Since chaotic systems have inherent properties of ergodicity, pseudo-randomness, and sensitivity to initial conditions and control parameters, many chaos-based cryptosystems were proposed in the past decade [24,25,26,27,28]. For example, Li et al. proposed to utilize the Arnold transform to scramble the pixels in the local area of the complex function composed of two original images, and then conducted the gyrator transform operation to encrypt the scrambled image [24]. Sui et al. developed a double-image encryption algorithm with discrete fractional random transformation and logistic mapping. In the proposed algorithm, the logistic mapping was applied to the diffusion process such that the correlation between adjacent bit planes could be reduced [25]. Lang et al. designed an asymmetric optical color image encryption algorithm using compressed sensing and quantum logistic mapping. In this algorithm, compressed sensing was explored to reduce data transmission, and quantum chaotic mapping was utilized to generate random phase masks [26]. Huang et al. designed a nonlinear multi-image encryption algorithm with a chaotic system and two-dimensional (2-D) linear regular transformation.

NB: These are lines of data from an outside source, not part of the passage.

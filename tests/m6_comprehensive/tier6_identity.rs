//! Tier 6: Cross-Primitive Identity
//!
//! Tests for DocRef identity policies and deduplication behavior.

use super::test_utils::*;
use strata_core::search_types::{DocRef, PrimitiveKind, SearchRequest};
use strata_core::types::{JsonDocId, Key, Namespace, RunId};
use strata_core::value::Value;
use in_mem_primitives::{KVStore, RunIndex};
use in_mem_search::DatabaseSearchExt;
use std::collections::HashSet;

// ============================================================================
// DocRef Identity Policy Tests
// ============================================================================

/// DocRefs from different primitives are NEVER equal
#[test]
fn test_tier6_docrefs_different_primitives_never_equal() {
    let run_id = RunId::new();
    let ns = Namespace::for_run(run_id);

    let kv_ref = DocRef::Kv {
        key: Key::new_kv(ns.clone(), "shared_name"),
    };
    let json_ref = DocRef::Json {
        key: Key::new_json(ns.clone(), &JsonDocId::new()),
        doc_id: JsonDocId::new(),
    };
    let run_ref = DocRef::Run { run_id };

    // POLICY: DocRefs from different primitives are NEVER equal
    assert_ne!(kv_ref, json_ref);
    assert_ne!(kv_ref, run_ref);
    assert_ne!(json_ref, run_ref);
}

/// DocRefs from same primitive with same key ARE equal
#[test]
fn test_tier6_docrefs_same_primitive_same_key_equal() {
    let run_id = RunId::new();
    let ns = Namespace::for_run(run_id);

    let ref1 = DocRef::Kv {
        key: Key::new_kv(ns.clone(), "same_key"),
    };
    let ref2 = DocRef::Kv {
        key: Key::new_kv(ns.clone(), "same_key"),
    };

    assert_eq!(ref1, ref2);
}

/// DocRefs from same primitive with different keys are NOT equal
#[test]
fn test_tier6_docrefs_same_primitive_different_key_not_equal() {
    let run_id = RunId::new();
    let ns = Namespace::for_run(run_id);

    let ref1 = DocRef::Kv {
        key: Key::new_kv(ns.clone(), "key1"),
    };
    let ref2 = DocRef::Kv {
        key: Key::new_kv(ns.clone(), "key2"),
    };

    assert_ne!(ref1, ref2);
}

/// DocRefs from same primitive but different runs are NOT equal
#[test]
fn test_tier6_docrefs_different_runs_not_equal() {
    let run1 = RunId::new();
    let run2 = RunId::new();
    let ns1 = Namespace::for_run(run1);
    let ns2 = Namespace::for_run(run2);

    let ref1 = DocRef::Kv {
        key: Key::new_kv(ns1, "same_key"),
    };
    let ref2 = DocRef::Kv {
        key: Key::new_kv(ns2, "same_key"),
    };

    // Same key name but different runs = NOT equal
    assert_ne!(ref1, ref2);
}

// ============================================================================
// DocRef Hashing Tests
// ============================================================================

/// DocRefs can be used in HashSet
#[test]
fn test_tier6_docrefs_hashable() {
    let run_id = RunId::new();
    let ns = Namespace::for_run(run_id);

    let ref1 = DocRef::Kv {
        key: Key::new_kv(ns.clone(), "key1"),
    };
    let ref2 = DocRef::Kv {
        key: Key::new_kv(ns.clone(), "key2"),
    };
    let ref3 = DocRef::Kv {
        key: Key::new_kv(ns.clone(), "key1"), // Duplicate of ref1
    };

    let mut set = HashSet::new();
    set.insert(ref1.clone());
    set.insert(ref2.clone());
    set.insert(ref3.clone());

    // ref3 is duplicate of ref1, so set should have 2 elements
    assert_eq!(set.len(), 2);
    assert!(set.contains(&ref1));
    assert!(set.contains(&ref2));
}

// ============================================================================
// Deduplication Policy Tests
// ============================================================================

/// Within-primitive search never returns duplicates
#[test]
fn test_tier6_within_primitive_no_duplicates() {
    let db = create_test_db();
    let run_id = test_run_id();

    let kv = KVStore::new(db.clone());
    let run_index = RunIndex::new(db.clone());

    run_index.create_run(&run_id.to_string()).unwrap();

    // Add multiple entries with overlapping content
    for i in 0..10 {
        kv.put(
            &run_id,
            &format!("key_{}", i),
            Value::String("common search term".into()),
        )
        .unwrap();
    }

    let req = SearchRequest::new(run_id, "common").with_k(20);
    let response = kv.search(&req).unwrap();

    // Check for duplicates
    let refs: HashSet<_> = response.hits.iter().map(|h| &h.doc_ref).collect();
    assert_eq!(
        refs.len(),
        response.hits.len(),
        "Within-primitive search should never have duplicates"
    );
}

/// Cross-primitive NO deduplication (application layer responsibility)
#[test]
fn test_tier6_cross_primitive_no_deduplication() {
    // This is a POLICY test: we document that cross-primitive
    // deduplication is NOT performed by the search layer.
    // The application layer must handle it if needed.

    let db = create_test_db();
    let run_id = test_run_id();
    populate_test_data(&db, &run_id);

    let hybrid = db.hybrid();
    let req = SearchRequest::new(run_id, "test");
    let response = hybrid.search(&req).unwrap();

    // Results from different primitives may logically refer to the same
    // entity, but DocRefs are distinct (different variants)
    for hit in &response.hits {
        // Each hit should have a valid primitive kind
        let _kind = hit.doc_ref.primitive_kind();
    }
}

// ============================================================================
// Primitive Kind Correctness Tests
// ============================================================================

/// DocRef.primitive_kind() returns correct variant
#[test]
fn test_tier6_primitive_kind_correct() {
    let run_id = RunId::new();
    let ns = Namespace::for_run(run_id);

    let kv_ref = DocRef::Kv {
        key: Key::new_kv(ns.clone(), "test"),
    };
    assert_eq!(kv_ref.primitive_kind(), PrimitiveKind::Kv);

    let json_ref = DocRef::Json {
        key: Key::new_json(ns.clone(), &JsonDocId::new()),
        doc_id: JsonDocId::new(),
    };
    assert_eq!(json_ref.primitive_kind(), PrimitiveKind::Json);

    let event_ref = DocRef::Event {
        log_key: Key::new_event(ns.clone(), 0),
        seq: 42,
    };
    assert_eq!(event_ref.primitive_kind(), PrimitiveKind::Event);

    let state_ref = DocRef::State {
        key: Key::new_state(ns.clone(), "cell"),
    };
    assert_eq!(state_ref.primitive_kind(), PrimitiveKind::State);

    let trace_ref = DocRef::Trace {
        key: Key::new_trace(ns.clone(), 0),
        span_id: 123,
    };
    assert_eq!(trace_ref.primitive_kind(), PrimitiveKind::Trace);

    let run_ref = DocRef::Run { run_id };
    assert_eq!(run_ref.primitive_kind(), PrimitiveKind::Run);
}

/// DocRef.run_id() returns correct run
#[test]
fn test_tier6_run_id_correct() {
    let run_id = RunId::new();
    let ns = Namespace::for_run(run_id);

    let kv_ref = DocRef::Kv {
        key: Key::new_kv(ns.clone(), "test"),
    };
    assert_eq!(kv_ref.run_id(), run_id);

    let run_ref = DocRef::Run { run_id };
    assert_eq!(run_ref.run_id(), run_id);
}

This algorithm could encrypt images in the space domain and frequency domain and compress multiple images into a small amount of data [27]. Additionally, Abd El Atty et al. developed a novel optical encryption method using the quantum walk and a DRPE system, where the quantum walk was applied for generating the two random masks used in the DRPE system and the permutation and diffusion of an original image as well [28]. From the above research results, it can be seen that the application of chaotic systems in cryptography is in the ascendant.

In encryption systems, an S-box is a crucial module that plays a significant role in confusion and diffusion in block cipher systems such as Advanced Encryption Standard (AES) and Data Encryption Standard (DES). An n × n S-box is a nonlinear map S: {0, 1}n → {0, 1}n, with {0, 1}n representing the vector spaces of n elements from GF(2) [29,30]. Traditional cryptography utilizes an algebraic method to construct an S-box to achieve a high degree of nonlinearity. However, the constructed S-box has weak differential performance and is vulnerable to algebraic attacks [31,32]. To tackle this issue, the researcher constructed many chaotic S-boxes [33,34,35,36,37,38,39,40,41,42,43,44,45,46,47,48,49,50,51,52,53,54,55]. In 2001, Jakimoski et al. first constructed an S-box based on discrete chaotic systems [33]. Since then, various chaotic S-box construction methods were proposed based on discrete-time chaotic systems [34,35,36,43,45,50,53,54,55], continuous-time chaotic systems [37,38,39,40,41,42,44], hyper chaotic systems [46,47], and joint optimization and chaotic systems [48,49,51,52]. The computational complexity of optimally generating S-boxes is highest, followed by high-dimensional continuous-time chaotic systems, and low-dimensional discrete chaotic systems is the lowest. Therefore, the generation of S-boxes for low-dimensional discrete chaotic systems has received extensive attention.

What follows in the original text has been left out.